▸ **ASSIGNMENT**:
Which lines of the records contain the word "ConnectOptions"? Copy each one.
++++ INPUT DATA ++++
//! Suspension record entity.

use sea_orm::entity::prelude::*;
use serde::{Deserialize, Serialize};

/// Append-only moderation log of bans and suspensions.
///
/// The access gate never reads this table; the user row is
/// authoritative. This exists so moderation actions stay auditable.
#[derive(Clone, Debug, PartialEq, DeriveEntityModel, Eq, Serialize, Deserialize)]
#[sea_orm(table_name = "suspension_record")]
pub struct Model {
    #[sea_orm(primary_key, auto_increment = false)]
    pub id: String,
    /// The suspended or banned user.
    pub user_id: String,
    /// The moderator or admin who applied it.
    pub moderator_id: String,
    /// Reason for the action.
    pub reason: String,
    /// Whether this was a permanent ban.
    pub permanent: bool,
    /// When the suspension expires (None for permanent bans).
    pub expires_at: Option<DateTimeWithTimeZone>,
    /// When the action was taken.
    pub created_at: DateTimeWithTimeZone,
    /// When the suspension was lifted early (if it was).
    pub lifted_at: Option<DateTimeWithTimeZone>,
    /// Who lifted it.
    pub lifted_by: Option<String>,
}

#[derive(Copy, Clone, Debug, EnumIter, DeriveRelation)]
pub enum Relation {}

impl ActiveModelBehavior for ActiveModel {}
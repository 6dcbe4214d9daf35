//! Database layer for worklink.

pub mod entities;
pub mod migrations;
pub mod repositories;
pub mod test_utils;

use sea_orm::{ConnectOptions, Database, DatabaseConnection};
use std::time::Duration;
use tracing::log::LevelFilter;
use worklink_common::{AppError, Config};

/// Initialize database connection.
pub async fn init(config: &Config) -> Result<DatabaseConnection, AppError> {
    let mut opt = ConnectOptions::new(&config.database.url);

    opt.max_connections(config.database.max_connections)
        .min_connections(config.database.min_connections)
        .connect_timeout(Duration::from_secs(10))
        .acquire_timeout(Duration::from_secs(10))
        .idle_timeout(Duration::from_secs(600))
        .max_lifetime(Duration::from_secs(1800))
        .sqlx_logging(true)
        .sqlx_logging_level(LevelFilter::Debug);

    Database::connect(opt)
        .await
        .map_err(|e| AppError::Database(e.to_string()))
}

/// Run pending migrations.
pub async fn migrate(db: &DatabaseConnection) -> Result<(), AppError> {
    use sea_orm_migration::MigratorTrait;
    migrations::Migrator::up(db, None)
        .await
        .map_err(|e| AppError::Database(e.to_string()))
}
++++
▸ **ANSWER FOR THIS EXERCISE**:
use sea_orm::{ConnectOptions, Database, DatabaseConnection};
    let mut opt = ConnectOptions::new(&config.database.url);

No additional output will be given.